- [YOUR ASSIGNMENT] Only these lines of the data below are wanted: the one with "Reads a file", the one with "mov rax, 1 ;", and any lines between them, each repeated exactly.

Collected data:

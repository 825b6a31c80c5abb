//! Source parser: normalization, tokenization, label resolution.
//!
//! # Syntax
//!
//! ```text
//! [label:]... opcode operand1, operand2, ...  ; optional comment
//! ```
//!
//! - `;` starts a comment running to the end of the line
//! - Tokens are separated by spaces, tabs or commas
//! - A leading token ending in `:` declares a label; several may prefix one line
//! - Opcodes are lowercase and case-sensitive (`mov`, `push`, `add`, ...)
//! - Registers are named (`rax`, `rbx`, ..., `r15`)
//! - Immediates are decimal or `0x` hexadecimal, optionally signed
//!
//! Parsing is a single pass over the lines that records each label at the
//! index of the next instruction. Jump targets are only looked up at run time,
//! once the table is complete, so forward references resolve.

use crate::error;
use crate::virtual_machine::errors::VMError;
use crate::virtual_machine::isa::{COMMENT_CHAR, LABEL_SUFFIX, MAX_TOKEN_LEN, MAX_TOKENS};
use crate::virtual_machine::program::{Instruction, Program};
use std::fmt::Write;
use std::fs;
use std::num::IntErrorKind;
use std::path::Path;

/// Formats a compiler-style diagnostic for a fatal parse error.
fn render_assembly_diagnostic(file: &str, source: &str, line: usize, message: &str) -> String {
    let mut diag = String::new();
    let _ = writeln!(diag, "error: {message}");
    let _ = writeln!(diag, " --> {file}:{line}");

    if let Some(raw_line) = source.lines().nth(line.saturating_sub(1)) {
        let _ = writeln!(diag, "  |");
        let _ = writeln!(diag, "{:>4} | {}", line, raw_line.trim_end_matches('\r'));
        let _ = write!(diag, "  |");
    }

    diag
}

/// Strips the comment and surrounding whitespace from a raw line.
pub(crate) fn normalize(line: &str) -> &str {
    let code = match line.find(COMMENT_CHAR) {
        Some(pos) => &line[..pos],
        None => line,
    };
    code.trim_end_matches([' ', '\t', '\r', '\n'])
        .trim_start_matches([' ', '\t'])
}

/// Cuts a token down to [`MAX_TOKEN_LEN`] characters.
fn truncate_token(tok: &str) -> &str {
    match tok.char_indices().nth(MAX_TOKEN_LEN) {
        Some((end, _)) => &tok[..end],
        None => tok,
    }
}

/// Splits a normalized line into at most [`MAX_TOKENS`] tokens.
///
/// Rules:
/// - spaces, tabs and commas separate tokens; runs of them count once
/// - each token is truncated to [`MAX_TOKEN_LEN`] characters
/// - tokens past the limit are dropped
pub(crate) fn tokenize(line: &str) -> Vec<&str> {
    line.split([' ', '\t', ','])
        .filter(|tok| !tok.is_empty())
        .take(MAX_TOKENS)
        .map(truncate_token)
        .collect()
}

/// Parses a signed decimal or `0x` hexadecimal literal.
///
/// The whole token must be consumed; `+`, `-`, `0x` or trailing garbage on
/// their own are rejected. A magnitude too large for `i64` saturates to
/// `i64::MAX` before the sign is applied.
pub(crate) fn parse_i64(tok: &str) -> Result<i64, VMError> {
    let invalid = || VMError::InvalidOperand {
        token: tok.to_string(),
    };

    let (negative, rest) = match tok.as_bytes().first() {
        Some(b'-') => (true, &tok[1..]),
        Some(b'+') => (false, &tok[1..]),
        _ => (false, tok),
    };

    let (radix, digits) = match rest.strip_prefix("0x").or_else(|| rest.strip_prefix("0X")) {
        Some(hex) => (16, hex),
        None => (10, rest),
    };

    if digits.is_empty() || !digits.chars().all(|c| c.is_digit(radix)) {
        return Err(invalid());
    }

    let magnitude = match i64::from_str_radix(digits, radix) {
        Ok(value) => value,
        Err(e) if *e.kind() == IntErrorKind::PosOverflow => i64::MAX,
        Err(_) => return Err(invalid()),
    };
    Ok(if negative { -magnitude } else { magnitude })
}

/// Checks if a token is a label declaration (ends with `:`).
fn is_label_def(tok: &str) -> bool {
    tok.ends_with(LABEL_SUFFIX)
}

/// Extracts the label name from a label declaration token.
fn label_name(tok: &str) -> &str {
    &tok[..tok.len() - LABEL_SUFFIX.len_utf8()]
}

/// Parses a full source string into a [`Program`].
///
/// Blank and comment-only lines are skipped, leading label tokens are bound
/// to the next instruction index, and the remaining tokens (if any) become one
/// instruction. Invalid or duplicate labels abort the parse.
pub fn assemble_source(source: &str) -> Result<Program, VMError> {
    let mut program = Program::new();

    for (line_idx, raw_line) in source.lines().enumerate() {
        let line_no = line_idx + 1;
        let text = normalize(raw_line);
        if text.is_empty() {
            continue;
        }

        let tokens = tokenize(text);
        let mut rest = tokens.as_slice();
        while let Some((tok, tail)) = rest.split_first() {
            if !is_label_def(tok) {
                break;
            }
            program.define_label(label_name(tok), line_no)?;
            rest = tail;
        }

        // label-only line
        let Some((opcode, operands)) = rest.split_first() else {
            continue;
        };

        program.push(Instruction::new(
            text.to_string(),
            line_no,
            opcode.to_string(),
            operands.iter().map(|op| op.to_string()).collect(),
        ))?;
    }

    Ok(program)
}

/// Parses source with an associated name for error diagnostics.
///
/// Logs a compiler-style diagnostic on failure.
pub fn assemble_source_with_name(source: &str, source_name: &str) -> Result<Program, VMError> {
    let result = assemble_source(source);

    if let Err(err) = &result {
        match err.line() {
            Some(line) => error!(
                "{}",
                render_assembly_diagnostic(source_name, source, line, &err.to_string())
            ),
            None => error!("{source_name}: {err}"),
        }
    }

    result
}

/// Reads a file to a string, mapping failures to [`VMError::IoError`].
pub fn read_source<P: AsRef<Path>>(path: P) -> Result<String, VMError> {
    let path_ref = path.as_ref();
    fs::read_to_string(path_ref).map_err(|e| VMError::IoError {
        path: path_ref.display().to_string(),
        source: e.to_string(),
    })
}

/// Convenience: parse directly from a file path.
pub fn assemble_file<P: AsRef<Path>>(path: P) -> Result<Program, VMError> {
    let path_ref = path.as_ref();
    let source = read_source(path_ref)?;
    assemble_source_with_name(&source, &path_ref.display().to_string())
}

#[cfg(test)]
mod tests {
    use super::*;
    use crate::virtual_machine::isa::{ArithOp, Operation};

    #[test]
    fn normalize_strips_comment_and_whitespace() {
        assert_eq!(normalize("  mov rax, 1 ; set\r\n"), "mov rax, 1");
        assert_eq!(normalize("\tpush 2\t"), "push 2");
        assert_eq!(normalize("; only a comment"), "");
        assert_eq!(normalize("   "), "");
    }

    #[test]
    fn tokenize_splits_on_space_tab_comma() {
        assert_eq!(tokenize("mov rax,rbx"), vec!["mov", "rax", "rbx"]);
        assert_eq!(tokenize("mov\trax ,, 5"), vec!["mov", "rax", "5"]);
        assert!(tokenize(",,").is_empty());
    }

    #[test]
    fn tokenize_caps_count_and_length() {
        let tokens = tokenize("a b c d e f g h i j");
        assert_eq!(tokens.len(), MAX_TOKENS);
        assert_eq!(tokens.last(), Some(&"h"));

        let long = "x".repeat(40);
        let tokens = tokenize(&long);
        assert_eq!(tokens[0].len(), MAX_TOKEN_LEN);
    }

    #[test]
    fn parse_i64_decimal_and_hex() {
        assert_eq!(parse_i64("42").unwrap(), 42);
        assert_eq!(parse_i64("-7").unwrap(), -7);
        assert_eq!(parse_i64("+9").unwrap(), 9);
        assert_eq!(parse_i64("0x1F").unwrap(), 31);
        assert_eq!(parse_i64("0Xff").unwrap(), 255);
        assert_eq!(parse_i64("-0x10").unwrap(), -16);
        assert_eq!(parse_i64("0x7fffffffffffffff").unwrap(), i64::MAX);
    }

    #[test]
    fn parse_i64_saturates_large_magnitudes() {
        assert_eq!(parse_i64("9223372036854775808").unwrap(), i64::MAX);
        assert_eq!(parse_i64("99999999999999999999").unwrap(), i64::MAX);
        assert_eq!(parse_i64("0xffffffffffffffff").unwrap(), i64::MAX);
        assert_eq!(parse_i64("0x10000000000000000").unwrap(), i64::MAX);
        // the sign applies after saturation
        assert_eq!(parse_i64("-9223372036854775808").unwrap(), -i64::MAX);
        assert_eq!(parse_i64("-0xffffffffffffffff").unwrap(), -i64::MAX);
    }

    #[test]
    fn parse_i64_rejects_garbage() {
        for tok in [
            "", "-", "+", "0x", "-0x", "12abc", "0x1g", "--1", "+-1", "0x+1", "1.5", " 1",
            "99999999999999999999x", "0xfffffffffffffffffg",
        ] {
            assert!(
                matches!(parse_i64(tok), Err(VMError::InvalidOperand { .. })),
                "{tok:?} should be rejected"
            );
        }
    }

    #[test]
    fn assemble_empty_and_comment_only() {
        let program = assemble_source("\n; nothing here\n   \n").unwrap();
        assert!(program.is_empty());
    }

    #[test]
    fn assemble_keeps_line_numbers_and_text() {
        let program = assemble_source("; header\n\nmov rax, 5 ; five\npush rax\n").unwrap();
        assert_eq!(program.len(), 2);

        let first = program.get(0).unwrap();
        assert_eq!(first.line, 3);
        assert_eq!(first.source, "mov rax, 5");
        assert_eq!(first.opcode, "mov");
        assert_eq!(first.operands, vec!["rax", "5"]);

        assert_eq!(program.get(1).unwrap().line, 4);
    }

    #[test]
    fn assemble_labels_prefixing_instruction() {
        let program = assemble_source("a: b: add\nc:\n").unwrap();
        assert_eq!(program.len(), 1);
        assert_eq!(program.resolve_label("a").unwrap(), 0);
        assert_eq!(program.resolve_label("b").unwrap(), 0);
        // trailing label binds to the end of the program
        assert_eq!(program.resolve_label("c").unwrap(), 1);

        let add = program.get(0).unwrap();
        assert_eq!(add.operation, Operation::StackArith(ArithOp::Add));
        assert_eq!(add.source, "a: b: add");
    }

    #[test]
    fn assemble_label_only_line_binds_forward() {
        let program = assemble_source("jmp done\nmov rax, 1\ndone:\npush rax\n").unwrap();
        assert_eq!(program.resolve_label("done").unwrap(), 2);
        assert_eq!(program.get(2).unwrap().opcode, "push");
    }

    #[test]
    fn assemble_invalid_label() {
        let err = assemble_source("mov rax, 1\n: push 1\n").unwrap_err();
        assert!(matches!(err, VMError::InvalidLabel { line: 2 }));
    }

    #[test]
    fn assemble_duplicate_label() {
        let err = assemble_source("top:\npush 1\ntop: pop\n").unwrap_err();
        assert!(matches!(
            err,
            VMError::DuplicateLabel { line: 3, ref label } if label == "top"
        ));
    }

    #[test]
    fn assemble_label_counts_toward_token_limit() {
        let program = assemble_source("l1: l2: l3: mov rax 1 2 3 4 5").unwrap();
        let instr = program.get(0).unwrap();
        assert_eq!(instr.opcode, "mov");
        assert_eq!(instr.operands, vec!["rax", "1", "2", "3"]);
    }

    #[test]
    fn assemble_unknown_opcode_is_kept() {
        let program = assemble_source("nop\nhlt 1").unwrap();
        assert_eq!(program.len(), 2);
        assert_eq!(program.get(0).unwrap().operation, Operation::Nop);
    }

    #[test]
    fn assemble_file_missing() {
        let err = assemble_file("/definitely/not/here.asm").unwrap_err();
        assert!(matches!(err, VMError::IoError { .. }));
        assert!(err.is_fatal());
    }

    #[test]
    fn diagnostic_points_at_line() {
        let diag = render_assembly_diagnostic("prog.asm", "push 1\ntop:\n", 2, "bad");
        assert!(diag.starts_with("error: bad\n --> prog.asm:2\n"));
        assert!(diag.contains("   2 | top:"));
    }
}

---

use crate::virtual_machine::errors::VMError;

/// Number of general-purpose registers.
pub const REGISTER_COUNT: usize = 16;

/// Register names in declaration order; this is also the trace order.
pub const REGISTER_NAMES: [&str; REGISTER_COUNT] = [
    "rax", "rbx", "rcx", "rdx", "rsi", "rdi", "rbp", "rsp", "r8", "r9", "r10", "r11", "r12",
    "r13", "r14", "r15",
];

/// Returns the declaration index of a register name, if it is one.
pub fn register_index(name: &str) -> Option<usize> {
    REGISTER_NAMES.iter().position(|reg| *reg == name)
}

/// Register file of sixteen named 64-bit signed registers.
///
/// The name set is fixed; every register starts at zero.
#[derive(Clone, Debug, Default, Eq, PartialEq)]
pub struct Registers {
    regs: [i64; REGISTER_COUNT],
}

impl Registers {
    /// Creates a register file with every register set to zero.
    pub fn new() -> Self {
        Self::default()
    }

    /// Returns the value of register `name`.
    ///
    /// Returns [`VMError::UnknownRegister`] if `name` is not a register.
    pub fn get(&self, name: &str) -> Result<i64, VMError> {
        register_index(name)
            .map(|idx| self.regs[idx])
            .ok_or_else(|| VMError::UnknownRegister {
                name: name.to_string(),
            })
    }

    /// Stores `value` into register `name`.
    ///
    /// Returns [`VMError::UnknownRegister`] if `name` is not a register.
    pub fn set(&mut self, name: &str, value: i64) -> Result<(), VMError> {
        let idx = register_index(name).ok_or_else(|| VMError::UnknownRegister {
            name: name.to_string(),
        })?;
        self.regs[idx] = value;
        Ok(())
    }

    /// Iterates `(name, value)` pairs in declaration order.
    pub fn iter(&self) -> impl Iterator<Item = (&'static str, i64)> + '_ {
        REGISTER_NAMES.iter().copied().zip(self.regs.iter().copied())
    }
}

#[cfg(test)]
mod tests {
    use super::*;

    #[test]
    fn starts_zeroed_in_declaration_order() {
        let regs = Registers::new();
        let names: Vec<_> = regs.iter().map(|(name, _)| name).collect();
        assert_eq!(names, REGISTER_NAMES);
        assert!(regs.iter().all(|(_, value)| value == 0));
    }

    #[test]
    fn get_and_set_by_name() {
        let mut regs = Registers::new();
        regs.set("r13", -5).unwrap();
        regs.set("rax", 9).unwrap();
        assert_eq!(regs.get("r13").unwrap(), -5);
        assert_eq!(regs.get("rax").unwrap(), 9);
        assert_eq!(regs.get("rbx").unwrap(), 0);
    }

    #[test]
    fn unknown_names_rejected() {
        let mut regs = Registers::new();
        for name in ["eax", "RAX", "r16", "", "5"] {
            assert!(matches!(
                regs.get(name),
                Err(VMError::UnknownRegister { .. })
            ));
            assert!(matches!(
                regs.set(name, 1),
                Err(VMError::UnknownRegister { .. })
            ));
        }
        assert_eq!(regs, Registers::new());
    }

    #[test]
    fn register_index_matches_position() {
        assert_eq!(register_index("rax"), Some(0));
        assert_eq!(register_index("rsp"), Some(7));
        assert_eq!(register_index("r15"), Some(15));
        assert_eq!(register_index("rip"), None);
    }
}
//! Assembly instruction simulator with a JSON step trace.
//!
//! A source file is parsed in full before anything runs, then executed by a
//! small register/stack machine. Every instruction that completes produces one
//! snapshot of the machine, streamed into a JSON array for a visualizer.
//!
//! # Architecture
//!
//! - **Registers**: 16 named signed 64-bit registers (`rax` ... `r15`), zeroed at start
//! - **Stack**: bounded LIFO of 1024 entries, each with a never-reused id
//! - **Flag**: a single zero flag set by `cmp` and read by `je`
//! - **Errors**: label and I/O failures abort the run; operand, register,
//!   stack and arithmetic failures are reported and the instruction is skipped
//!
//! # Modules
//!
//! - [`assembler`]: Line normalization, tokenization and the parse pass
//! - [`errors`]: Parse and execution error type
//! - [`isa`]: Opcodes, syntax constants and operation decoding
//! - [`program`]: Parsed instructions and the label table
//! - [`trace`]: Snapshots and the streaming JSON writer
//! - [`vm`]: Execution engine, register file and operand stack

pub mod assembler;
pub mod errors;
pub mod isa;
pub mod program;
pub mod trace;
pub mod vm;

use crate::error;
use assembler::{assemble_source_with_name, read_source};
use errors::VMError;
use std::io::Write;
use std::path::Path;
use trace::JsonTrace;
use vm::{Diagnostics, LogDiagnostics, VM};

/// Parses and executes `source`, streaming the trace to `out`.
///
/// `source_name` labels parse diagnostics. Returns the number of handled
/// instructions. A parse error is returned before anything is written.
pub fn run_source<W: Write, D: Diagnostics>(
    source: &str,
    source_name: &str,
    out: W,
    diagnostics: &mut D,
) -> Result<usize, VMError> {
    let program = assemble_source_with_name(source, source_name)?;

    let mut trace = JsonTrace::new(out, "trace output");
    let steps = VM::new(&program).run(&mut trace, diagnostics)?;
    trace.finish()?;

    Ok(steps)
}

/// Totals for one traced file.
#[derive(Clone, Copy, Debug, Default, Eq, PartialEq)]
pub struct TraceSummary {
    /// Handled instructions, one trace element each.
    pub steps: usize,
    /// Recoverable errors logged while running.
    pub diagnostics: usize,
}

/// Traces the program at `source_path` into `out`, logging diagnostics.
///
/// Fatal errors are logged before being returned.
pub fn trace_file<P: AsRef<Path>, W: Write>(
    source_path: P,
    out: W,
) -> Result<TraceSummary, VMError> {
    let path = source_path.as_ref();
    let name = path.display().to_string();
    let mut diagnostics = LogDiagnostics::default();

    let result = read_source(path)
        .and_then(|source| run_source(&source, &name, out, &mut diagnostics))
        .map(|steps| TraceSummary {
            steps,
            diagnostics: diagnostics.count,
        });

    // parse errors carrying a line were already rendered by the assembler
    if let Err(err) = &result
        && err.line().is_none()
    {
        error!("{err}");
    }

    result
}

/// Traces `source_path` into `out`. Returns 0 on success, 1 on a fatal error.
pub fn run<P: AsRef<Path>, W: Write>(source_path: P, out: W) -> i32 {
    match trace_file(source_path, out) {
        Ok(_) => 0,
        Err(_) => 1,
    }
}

- [RESPONSE]
/// Reads a file to a string, mapping failures to [`VMError::IoError`].
pub fn read_source<P: AsRef<Path>>(path: P) -> Result<String, VMError> {
    let path_ref = path.as_ref();
    fs::read_to_string(path_ref).map_err(|e| VMError::IoError {
        path: path_ref.display().to_string(),
        source: e.to_string(),
    })
}

/// Convenience: parse directly from a file path.
pub fn assemble_file<P: AsRef<Path>>(path: P) -> Result<Program, VMError> {
    let path_ref = path.as_ref();
    let source = read_source(path_ref)?;
    assemble_source_with_name(&source, &path_ref.display().to_string())
}

#[cfg(test)]
mod tests {
    use super::*;
    use crate::virtual_machine::isa::{ArithOp, Operation};

    #[test]
    fn normalize_strips_comment_and_whitespace() {
        assert_eq!(normalize("  mov rax, 1 ; set\r\n"), "mov rax, 1");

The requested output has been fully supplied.